(WHAT THE TASK ASKS):
Copy every line of the records that includes the word "with".

(INPUT DATA):
----
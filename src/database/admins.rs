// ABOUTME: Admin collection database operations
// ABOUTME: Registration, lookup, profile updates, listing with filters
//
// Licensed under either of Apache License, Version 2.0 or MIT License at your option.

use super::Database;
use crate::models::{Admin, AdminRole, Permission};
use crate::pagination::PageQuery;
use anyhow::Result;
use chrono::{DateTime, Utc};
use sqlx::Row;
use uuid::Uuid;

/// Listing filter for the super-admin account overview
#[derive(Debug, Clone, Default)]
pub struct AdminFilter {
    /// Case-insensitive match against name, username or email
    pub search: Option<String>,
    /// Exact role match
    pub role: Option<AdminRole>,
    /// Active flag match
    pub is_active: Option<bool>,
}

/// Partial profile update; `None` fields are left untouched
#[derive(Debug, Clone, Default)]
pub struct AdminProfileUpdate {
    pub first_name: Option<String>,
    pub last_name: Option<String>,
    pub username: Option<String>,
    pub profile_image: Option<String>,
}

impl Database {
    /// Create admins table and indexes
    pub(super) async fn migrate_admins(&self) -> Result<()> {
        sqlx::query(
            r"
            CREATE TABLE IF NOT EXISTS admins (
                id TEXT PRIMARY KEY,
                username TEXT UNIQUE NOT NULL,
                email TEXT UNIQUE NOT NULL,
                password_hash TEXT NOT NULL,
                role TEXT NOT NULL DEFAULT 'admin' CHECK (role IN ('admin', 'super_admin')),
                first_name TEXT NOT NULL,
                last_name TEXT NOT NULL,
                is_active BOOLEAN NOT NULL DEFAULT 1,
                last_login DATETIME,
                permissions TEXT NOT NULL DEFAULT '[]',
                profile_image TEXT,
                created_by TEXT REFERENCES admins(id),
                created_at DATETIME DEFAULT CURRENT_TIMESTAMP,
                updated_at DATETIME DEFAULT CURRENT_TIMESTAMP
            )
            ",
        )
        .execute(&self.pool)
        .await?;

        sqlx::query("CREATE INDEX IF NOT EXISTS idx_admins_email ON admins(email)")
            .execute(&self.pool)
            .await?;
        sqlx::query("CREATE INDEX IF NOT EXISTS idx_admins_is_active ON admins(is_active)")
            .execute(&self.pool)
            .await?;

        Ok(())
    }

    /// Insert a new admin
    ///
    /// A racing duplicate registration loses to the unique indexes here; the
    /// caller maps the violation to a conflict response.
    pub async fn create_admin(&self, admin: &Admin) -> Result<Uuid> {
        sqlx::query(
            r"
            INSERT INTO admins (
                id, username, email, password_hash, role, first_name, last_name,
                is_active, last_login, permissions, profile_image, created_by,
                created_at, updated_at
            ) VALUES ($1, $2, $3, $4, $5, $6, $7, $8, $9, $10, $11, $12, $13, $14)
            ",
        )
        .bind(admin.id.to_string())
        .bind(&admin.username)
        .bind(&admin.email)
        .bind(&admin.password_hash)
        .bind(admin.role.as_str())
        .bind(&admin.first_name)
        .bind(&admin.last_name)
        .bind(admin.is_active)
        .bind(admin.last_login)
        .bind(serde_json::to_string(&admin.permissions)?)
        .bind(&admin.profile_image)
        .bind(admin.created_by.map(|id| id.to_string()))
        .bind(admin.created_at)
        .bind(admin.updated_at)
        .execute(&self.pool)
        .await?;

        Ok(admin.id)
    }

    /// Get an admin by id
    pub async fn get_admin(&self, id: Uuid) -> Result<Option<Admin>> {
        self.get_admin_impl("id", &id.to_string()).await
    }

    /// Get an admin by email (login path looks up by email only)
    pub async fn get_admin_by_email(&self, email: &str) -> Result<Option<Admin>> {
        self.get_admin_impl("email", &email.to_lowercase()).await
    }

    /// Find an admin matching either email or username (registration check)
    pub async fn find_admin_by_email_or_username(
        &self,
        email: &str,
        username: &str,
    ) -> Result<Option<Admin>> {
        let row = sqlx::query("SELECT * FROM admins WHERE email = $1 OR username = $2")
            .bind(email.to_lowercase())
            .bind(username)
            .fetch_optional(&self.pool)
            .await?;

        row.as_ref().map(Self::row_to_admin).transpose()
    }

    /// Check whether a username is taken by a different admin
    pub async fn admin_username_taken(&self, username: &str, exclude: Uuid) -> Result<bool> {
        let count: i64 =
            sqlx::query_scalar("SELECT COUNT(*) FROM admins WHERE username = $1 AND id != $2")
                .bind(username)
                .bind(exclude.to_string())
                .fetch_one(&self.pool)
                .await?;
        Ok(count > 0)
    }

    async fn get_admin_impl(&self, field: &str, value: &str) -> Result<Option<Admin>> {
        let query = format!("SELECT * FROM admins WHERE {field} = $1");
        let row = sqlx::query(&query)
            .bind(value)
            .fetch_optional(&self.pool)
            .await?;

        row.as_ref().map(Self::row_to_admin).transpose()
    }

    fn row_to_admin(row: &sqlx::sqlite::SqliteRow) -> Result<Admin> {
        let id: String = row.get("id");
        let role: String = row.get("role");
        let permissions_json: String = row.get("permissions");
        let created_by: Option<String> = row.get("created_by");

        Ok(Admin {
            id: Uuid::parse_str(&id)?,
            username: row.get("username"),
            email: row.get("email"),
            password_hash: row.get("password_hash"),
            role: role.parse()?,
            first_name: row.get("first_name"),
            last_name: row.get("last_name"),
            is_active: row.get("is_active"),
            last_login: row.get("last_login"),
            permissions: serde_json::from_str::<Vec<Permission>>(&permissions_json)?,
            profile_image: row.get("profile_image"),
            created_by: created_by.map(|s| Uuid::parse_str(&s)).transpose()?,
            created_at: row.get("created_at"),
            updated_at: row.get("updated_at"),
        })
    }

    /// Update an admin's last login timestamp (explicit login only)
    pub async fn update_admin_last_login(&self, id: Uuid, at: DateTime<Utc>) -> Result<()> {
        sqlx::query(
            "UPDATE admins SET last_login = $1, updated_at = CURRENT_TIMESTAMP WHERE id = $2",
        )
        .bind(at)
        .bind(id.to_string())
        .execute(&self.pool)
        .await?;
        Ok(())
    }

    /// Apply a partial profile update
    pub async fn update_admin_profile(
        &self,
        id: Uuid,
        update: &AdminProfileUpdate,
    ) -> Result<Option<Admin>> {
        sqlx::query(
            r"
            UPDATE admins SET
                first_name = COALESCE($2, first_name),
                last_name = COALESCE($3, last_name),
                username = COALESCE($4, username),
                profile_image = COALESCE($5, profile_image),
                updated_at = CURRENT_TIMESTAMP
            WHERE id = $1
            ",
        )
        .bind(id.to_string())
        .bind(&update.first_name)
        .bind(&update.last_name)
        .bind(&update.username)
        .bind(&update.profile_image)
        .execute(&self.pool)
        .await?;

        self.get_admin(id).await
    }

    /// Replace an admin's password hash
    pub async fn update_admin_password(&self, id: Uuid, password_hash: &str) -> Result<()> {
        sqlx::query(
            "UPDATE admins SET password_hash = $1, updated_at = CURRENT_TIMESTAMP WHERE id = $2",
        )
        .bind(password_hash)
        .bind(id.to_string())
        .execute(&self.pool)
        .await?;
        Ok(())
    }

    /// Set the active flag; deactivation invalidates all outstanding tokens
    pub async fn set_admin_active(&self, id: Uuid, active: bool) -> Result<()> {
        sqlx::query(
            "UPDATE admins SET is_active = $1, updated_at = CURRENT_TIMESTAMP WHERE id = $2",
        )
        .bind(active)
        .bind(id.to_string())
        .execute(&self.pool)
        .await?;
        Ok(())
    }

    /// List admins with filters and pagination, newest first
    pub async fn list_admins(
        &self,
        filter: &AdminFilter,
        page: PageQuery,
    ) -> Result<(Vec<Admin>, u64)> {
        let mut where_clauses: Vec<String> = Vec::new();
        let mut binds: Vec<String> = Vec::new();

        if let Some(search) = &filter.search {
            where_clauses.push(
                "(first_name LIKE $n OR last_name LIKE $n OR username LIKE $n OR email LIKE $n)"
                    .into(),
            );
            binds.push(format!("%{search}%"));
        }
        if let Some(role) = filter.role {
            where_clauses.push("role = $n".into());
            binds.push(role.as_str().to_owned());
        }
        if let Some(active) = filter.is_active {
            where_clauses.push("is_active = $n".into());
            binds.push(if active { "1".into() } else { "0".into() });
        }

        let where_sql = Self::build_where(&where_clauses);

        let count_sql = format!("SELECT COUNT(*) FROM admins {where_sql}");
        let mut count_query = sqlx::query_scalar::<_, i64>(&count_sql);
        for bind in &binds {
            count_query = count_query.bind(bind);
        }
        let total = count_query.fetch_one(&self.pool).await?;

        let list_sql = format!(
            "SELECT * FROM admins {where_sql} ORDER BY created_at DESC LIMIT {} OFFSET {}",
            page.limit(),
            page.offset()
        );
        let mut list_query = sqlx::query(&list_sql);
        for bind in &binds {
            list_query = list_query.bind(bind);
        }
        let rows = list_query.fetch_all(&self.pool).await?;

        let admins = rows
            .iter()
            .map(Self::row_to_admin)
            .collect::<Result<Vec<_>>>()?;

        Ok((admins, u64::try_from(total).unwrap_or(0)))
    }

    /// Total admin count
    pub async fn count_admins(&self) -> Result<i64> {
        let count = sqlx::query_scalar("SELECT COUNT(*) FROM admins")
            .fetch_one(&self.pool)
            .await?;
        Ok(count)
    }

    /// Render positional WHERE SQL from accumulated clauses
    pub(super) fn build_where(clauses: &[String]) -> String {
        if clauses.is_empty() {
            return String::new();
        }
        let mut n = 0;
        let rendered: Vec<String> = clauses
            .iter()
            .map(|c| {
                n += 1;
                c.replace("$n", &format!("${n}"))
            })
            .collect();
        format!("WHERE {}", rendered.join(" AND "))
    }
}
----
(ANSWER SECTION):
// ABOUTME: Registration, lookup, profile updates, listing with filters
    /// List admins with filters and pagination, newest first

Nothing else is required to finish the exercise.